Hace tiempo que quería escribir esta entrada, de hecho hace tanto tiempo, y han pasado tantas cosas, que no sé ni por dónde empezar.
Si tuviera que retomarlo donde lo dejé, supongo que diría que mi vida transcurría como si estuviera navegando en una balsa sobre un mar en calma, dejándome mecer por las olas y arrullar por la plácida previsibilidad de mi existencia.
De repente, las nubes.
Todo empezó con un "bulto sospechoso" en la frente de mi padre, que resultó ser un carcinoma. Ingreso, operación, y cuando parecía que habíamos superado el bache, las nubes dieron paso a los rayos, los truenos y la tormenta.

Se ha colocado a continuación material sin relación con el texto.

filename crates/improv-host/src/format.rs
//! Text helpers for speakable output.

/// Truncate to at most `max` characters, respecting character boundaries.
pub fn preview(text: &str, max: usize) -> &str {
    match text.char_indices().nth(max) {
        Some((idx, _)) => &text[..idx],
        None => text,
    }
}

#[cfg(test)]
mod tests {
    use super::*;

    #[test]
    fn short_text_is_unchanged() {
        assert_eq!(preview("hello", 50), "hello");
    }

    #[test]
    fn exact_length_is_unchanged() {
        assert_eq!(preview("abcde", 5), "abcde");
    }

    #[test]
    fn long_text_is_truncated() {
        let text = "a".repeat(60);
        assert_eq!(preview(&text, 50).len(), 50);
    }

    #[test]
    fn truncation_respects_char_boundaries() {
        let text = "déjà vu all over again";
        let cut = preview(text, 4);
        assert_eq!(cut, "déjà");
    }
}
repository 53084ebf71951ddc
//! Scenario selection policy.
//!
//! The opening rounds deal a fixed id sequence so every show starts the
//! same way; later rounds draw randomly without repeats until the catalog
//! is exhausted, at which point the used set resets and dealing continues.

use rand::Rng;
use rand::rngs::StdRng;
use tracing::{debug, info};

use crate::catalog::{ScenarioCatalog, ScenarioRecord};
use crate::state::GameState;

/// Select the scenario for the state's current round.
///
/// Rounds `1..=fixed_ids.len()` deal `fixed_ids` in order whenever the id
/// exists in the catalog; a missing fixed id falls through to the random
/// draw for that round. Random draws exclude already-dealt ids until every
/// catalog entry has been dealt, then the used set is cleared and the whole
/// catalog becomes the pool again; the draw right after a reset may repeat
/// a scenario dealt earlier in the session. The dealt id is recorded in
/// `used_scenario_ids` either way.
pub fn select_scenario(
    state: &mut GameState,
    catalog: &ScenarioCatalog,
    fixed_ids: &[u32],
    rng: &mut StdRng,
) -> ScenarioRecord {
    // Fixed openers keep demo shows reproducible.
    if state.current_round >= 1 && (state.current_round as usize) <= fixed_ids.len() {
        let fixed_id = fixed_ids[state.current_round as usize - 1];
        if let Some(record) = catalog.get(fixed_id) {
            state.used_scenario_ids.insert(fixed_id);
            info!(
                session_id = %state.session_id,
                round = state.current_round,
                scenario_id = fixed_id,
                "Using fixed scenario"
            );
            return record.clone();
        }
        debug!(
            session_id = %state.session_id,
            scenario_id = fixed_id,
            "Fixed scenario not in catalog, drawing randomly"
        );
    }

    let available: Vec<&ScenarioRecord> = catalog
        .scenarios()
        .iter()
        .filter(|s| !state.used_scenario_ids.contains(&s.id))
        .collect();

    let pool = if available.is_empty() {
        info!(session_id = %state.session_id, "All scenarios used, resetting available pool");
        state.used_scenario_ids.clear();
        catalog.scenarios().iter().collect()
    } else {
        available
    };

    let record = pool[rng.random_range(0..pool.len())].clone();
    state.used_scenario_ids.insert(record.id);
    info!(
        session_id = %state.session_id,
        round = state.current_round,
        scenario_id = record.id,
        "Using random scenario"
    );
    record
}
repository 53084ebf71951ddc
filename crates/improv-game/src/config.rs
//! Configuration for the game engine.

/// Configuration for a session store.
#[derive(Debug, Clone)]
pub struct GameConfig {
    /// RNG seed for reproducible scenario draws.
    pub seed: u64,
    /// Rounds per game unless the caller overrides it at game start.
    pub default_max_rounds: u32,
    /// Scenario ids dealt deterministically for the opening rounds.
    pub fixed_ids: Vec<u32>,
}

impl Default for GameConfig {
    fn default() -> Self {
        Self {
            seed: 42,
            default_max_rounds: 3,
            fixed_ids: vec![1, 2, 3],
        }
    }
}

impl GameConfig {
    /// Set the RNG seed.
    pub fn with_seed(mut self, seed: u64) -> Self {
        self.seed = seed;
        self
    }

    /// Set the default number of rounds per game.
    pub fn with_max_rounds(mut self, rounds: u32) -> Self {
        self.default_max_rounds = rounds;
        self
    }

    /// Set the fixed opening scenario ids. An empty list makes every
    /// round a random draw.
    pub fn with_fixed_ids(mut self, ids: Vec<u32>) -> Self {
        self.fixed_ids = ids;
        self
    }
}

#[cfg(test)]
mod tests {
    use super::*;

    #[test]
    fn default_config() {
        let cfg = GameConfig::default();
        assert_eq!(cfg.seed, 42);
        assert_eq!(cfg.default_max_rounds, 3);
        assert_eq!(cfg.fixed_ids, vec![1, 2, 3]);
    }

    #[test]
    fn builder_methods() {
        let cfg = GameConfig::default()
            .with_seed(123)
            .with_max_rounds(5)
            .with_fixed_ids(vec![7]);
        assert_eq!(cfg.seed, 123);
        assert_eq!(cfg.default_max_rounds, 5);
        assert_eq!(cfg.fixed_ids, vec![7]);
    }
}
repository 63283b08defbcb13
use axum::http::{StatusCode, header};
use axum::response::{IntoResponse, Response};
use serde::{Deserialize, Serialize};

use crate::domain::repository::StoreError;

#[derive(Debug, Serialize, Deserialize)]
pub struct ErrorBody { pub error: String }

/// Terminal failure of a single request, rendered as `{"error": message}`.
#[derive(Debug, Clone, PartialEq, Eq)]
pub struct ApiError { pub status: StatusCode, pub message: &'static str }

impl ApiError {
    pub const fn new(status: StatusCode, message: &'static str) -> Self { Self { status, message } }

    pub const fn bad_request(message: &'static str) -> Self { Self::new(StatusCode::BAD_REQUEST, message) }

    pub const fn not_found(message: &'static str) -> Self { Self::new(StatusCode::NOT_FOUND, message) }

    pub const fn internal() -> Self { Self::new(StatusCode::INTERNAL_SERVER_ERROR, "Internal server error") }
}

impl From<StoreError> for ApiError {
    fn from(e: StoreError) -> Self {
        match e {
            StoreError::NotFound(_) => Self::not_found("Todo not found"),
            StoreError::InvalidInput(_) => Self::bad_request("Title is required"),
        }
    }
}

impl IntoResponse for ApiError {
    fn into_response(self) -> Response {
        (self.status, axum::Json(ErrorBody { error: self.message.to_string() })).into_response()
    }
}

/// A fully formed response: status plus an already-encoded JSON body.
#[derive(Debug, Clone, PartialEq, Eq)]
pub struct Reply { pub status: StatusCode, pub body: Vec<u8> }

impl Reply {
    pub fn json<T: Serialize>(status: StatusCode, value: &T) -> Result<Self, ApiError> {
        let body = serde_json::to_vec(value).map_err(|e| {
            tracing::error!(error = %e, "failed to encode response");
            ApiError::internal()
        })?;
        Ok(Self { status, body })
    }

    pub fn empty(status: StatusCode) -> Self { Self { status, body: Vec::new() } }
}

impl IntoResponse for Reply {
    fn into_response(self) -> Response {
        (self.status, [(header::CONTENT_TYPE, "application/json")], self.body).into_response()
    }
}
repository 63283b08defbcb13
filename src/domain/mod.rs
pub mod repository;
pub mod todo;
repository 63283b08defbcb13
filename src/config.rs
use std::net::{IpAddr, SocketAddr};

use anyhow::Context;

const DEFAULT_HOST: &str = "127.0.0.1";
const DEFAULT_PORT: &str = "8080";

#[derive(Debug, Clone, PartialEq, Eq)]
pub struct Config {
    pub addr: SocketAddr,
}

impl Config {
    /// Reads `HOST` and `PORT` from the environment (after `.env`, if any).
    pub fn from_env() -> anyhow::Result<Self> {
        Self::from_vars(std::env::var("HOST").ok(), std::env::var("PORT").ok())
    }

    pub fn from_vars(host: Option<String>, port: Option<String>) -> anyhow::Result<Self> {
        let host = host.unwrap_or_else(|| DEFAULT_HOST.to_string());
        let port = port.unwrap_or_else(|| DEFAULT_PORT.to_string());
        let ip: IpAddr = host.parse().with_context(|| format!("invalid HOST `{host}`"))?;
        let port: u16 = port.parse().with_context(|| format!("invalid PORT `{port}`"))?;
        Ok(Self { addr: SocketAddr::new(ip, port) })
    }
}

#[cfg(test)]
mod tests {
    use super::*;

    #[test]
    fn defaults_to_localhost_8080() {
        let config = Config::from_vars(None, None).unwrap();
        assert_eq!(config.addr, "127.0.0.1:8080".parse().unwrap());
    }

    #[test]
    fn rejects_bad_port() {
        let err = Config::from_vars(None, Some("http".into())).unwrap_err();
        assert!(err.to_string().contains("invalid PORT"));
    }

    #[test]
    fn accepts_explicit_host_and_port() {
        let config = Config::from_vars(Some("0.0.0.0".into()), Some("3000".into())).unwrap();
        assert_eq!(config.addr, "0.0.0.0:3000".parse().unwrap());
    }
}
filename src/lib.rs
pub mod config;
pub mod domain;
pub mod http;
pub mod infrastructure;
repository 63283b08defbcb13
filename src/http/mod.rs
pub mod routes;
pub mod routing;
pub mod types;
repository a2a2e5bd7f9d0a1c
use nom::{
    character::complete::{char, digit1, multispace0, one_of},
    combinator::{all_consuming, map_res, opt, recognize},
    sequence::{delimited, pair, preceded},
    IResult,
};
use serde::Deserialize;

pub const DEFAULT_PAGE_SIZE: usize = 4;

/// Raw `GET /movies` query parameters.
#[derive(Deserialize, Debug, Clone, Default, PartialEq)]
pub struct ListParams {
    pub genre: Option<String>,
    pub pag: Option<String>,
    pub qt: Option<String>,
}

#[derive(Debug, Clone, PartialEq)]
pub enum ListQuery {
    All,
    Genre(String),
    /// `page` is 1-indexed; 0 never holds data
    Page { page: u64, size: usize },
}

impl ListParams {
    /// Genre wins over pagination; empty values count as absent.
    pub fn into_query(self) -> ListQuery {
        let genre = self.genre.filter(|g| !g.is_empty());
        let pag = self.pag.filter(|p| !p.is_empty());

        if let Some(genre) = genre {
            return ListQuery::Genre(genre);
        }
        if let Some(pag) = pag {
            return ListQuery::Page {
                page: page_number(&pag).unwrap_or(0),
                size: page_size(self.qt.as_deref()),
            };
        }
        ListQuery::All
    }
}

// --- PARSERS ---

fn parse_unsigned(input: &str) -> IResult<&str, u64> {
    map_res(digit1, |s: &str| s.parse::<u64>())(input)
}

/// Whole-string page number: surrounding whitespace and a leading `+` allowed.
fn parse_page(input: &str) -> IResult<&str, u64> {
    all_consuming(delimited(
        multispace0,
        preceded(opt(char('+')), parse_unsigned),
        multispace0,
    ))(input)
}

/// Leading signed integer; trailing garbage is ignored (`"7abc"` is 7).
fn parse_leading_int(input: &str) -> IResult<&str, i64> {
    map_res(
        preceded(multispace0, recognize(pair(opt(one_of("+-")), digit1))),
        |s: &str| s.parse::<i64>(),
    )(input)
}

/// Strict on purpose: `"1.5"` and `"-1"` are rejected (and so 404) rather than
/// sliced loosely into whatever window they happen to land on.
pub fn page_number(raw: &str) -> Option<u64> {
    parse_page(raw).ok().map(|(_, n)| n)
}

/// Falls back to [`DEFAULT_PAGE_SIZE`] unless `raw` starts with a positive integer.
pub fn page_size(raw: Option<&str>) -> usize {
    raw.and_then(|s| parse_leading_int(s).ok())
        .and_then(|(_, n)| usize::try_from(n).ok())
        .filter(|n| *n > 0)
        .unwrap_or(DEFAULT_PAGE_SIZE)
}
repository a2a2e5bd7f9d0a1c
use serde::{Deserialize, Serialize, Serializer};
use uuid::Uuid;

pub const MIN_YEAR: u16 = 1900;
pub const MAX_YEAR: u16 = 2024;
pub const MAX_RATE: f64 = 10.0;

/// A stored movie. Every instance held by the store satisfies the full schema.
#[derive(Serialize, Deserialize, Debug, Clone, PartialEq)]
pub struct Movie {
    /// Assigned once at creation, never changed afterwards
    pub id: String,
    pub title: String,
    pub year: u16,
    pub director: String,
    /// Minutes
    pub duration: u32,
    #[serde(serialize_with = "serialize_rate")]
    pub rate: f64,
    pub poster: String,
    pub genre: Vec<String>,
}

/// A fully validated movie that has not been given an id yet.
#[derive(Deserialize, Debug, Clone, PartialEq)]
pub struct MovieDraft {
    pub title: String,
    pub year: u16,
    pub director: String,
    pub duration: u32,
    #[serde(default)]
    pub rate: f64,
    pub poster: String,
    pub genre: Vec<String>,
}

/// Sparse update. Absent fields keep their stored value.
#[derive(Serialize, Deserialize, Debug, Clone, Default, PartialEq)]
#[serde(default)]
pub struct PartialMovie {
    #[serde(skip_serializing_if = "Option::is_none")]
    pub title: Option<String>,
    #[serde(skip_serializing_if = "Option::is_none")]
    pub year: Option<u16>,
    #[serde(skip_serializing_if = "Option::is_none")]
    pub director: Option<String>,
    #[serde(skip_serializing_if = "Option::is_none")]
    pub duration: Option<u32>,
    #[serde(skip_serializing_if = "Option::is_none")]
    pub rate: Option<f64>,
    #[serde(skip_serializing_if = "Option::is_none")]
    pub poster: Option<String>,
    #[serde(skip_serializing_if = "Option::is_none")]
    pub genre: Option<Vec<String>>,
}

impl Movie {
    pub fn new(draft: MovieDraft) -> Self {
        Self::with_id(Uuid::new_v4().to_string(), draft)
    }

    pub fn with_id(id: String, draft: MovieDraft) -> Self {
        let MovieDraft { title, year, director, duration, rate, poster, genre } = draft;
        Self { id, title, year, director, duration, rate, poster, genre }
    }

    /// Overlays the present fields of `delta`. The id is untouched.
    pub fn apply(&mut self, delta: PartialMovie) {
        let PartialMovie { title, year, director, duration, rate, poster, genre } = delta;

        if let Some(title) = title { self.title = title; }
        if let Some(year) = year { self.year = year; }
        if let Some(director) = director { self.director = director; }
        if let Some(duration) = duration { self.duration = duration; }
        if let Some(rate) = rate { self.rate = rate; }
        if let Some(poster) = poster { self.poster = poster; }
        if let Some(genre) = genre { self.genre = genre; }
    }

    /// Case-insensitive tag match.
    pub fn has_genre(&self, genre: &str) -> bool {
        let needle = genre.to_lowercase();
        self.genre.iter().any(|g| g.to_lowercase() == needle)
    }
}

impl PartialMovie {
    #[cfg(test)]
    pub(crate) fn is_empty(&self) -> bool {
        *self == Self::default()
    }
}

/// Whole-number rates go out as integers (`5`, not `5.0`).
fn serialize_rate<S: Serializer>(rate: &f64, serializer: S) -> Result<S::Ok, S::Error> {
    if rate.is_finite() && rate.fract() == 0.0 && rate.abs() <= i64::MAX as f64 {
        serializer.serialize_i64(*rate as i64)
    } else {
        serializer.serialize_f64(*rate)
    }
}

El mismo día que le iban a dar el alta sufrió un ictus. De repente se puso rígido, mirándome fijamente; antes de que tuviera tiempo de reaccionar, se inclinó hacia adelante y se estrelló contra el suelo. A consecuencia de la caída, perdió la visión de un ojo. Los pocos días de estancia en el hospital previstos inicialmente se convirtieron en varias semanas. Un par de meses después, tuvieron que ingresarle de nuevo por un neumotórax (el segundo, ya sufrió uno en su hospitalización anterior).
En resumen, en los últimos meses he pasado más tiempo en un hospital que en cualquier otro sitio.
Ahora que las cosas van volviendo poco a poco a la normalidad, puedo echar la vista atrás y analizar lo ocurrido con más claridad y desde la distancia.
Durante las largas horas de espera, mientras fijaba la vista en el monitor que recogía las constantes vitales de mi padre, tan impredecibles como el rastro dejado por una serpiente loca, he tenido mucho tiempo para pensar, pero los pensamientos se agolpaban y enredaban en mi cabeza sin orden ni concierto.
Mi madre falleció hace muchos años, cuando estaba embarazada de mi primer hijo. Si bien un acontecimiento así suele resultar traumático en cualquier momento, supongo que lo fue aún más en una etapa en la que me sentía muy vulnerable. No recuerdo prácticamente nada de los dos meses que transcurrieron entre su muerte y el nacimiento de mi hijo, se han esfumado, deben estar almacenados en un lugar de mi mente al que ahora mismo no tengo acceso. Recuerdo esa punzada de tristeza que me invadía en algunos momentos, la sensación de no poder ser feliz nunca más. Y luego el paso del tiempo, ese tiempo que no lo cura todo pero te ayuda a poner las cosas en perspectiva. Supongo que no lo he superado, pero he aprendido a convivir con su ausencia.
En cambio, mi padre siempre había estado allí. Con sus manías y su mala leche, pero seguía siendo una presencia constante. Hace unos meses, cuando se desencadenó la tormenta, vi a la muerte tan cerca que me di cuenta de lo efímeras que son nuestras vidas.
Ahora que la tormenta se ha alejado y empieza a salir el sol, me doy cuenta de que todas estas sacudidas me han transformado.
La relación que tenía con mi padre ha cambiado de forma casi imperceptible. Las incomprensiones, los rencores y los malentendidos han pasado a un segundo plano, sin necesidad de reconciliaciones ni discursos profundos. Simplemente, ha desaparecido el peso de las palabras que en su día no nos atrevimos a decir.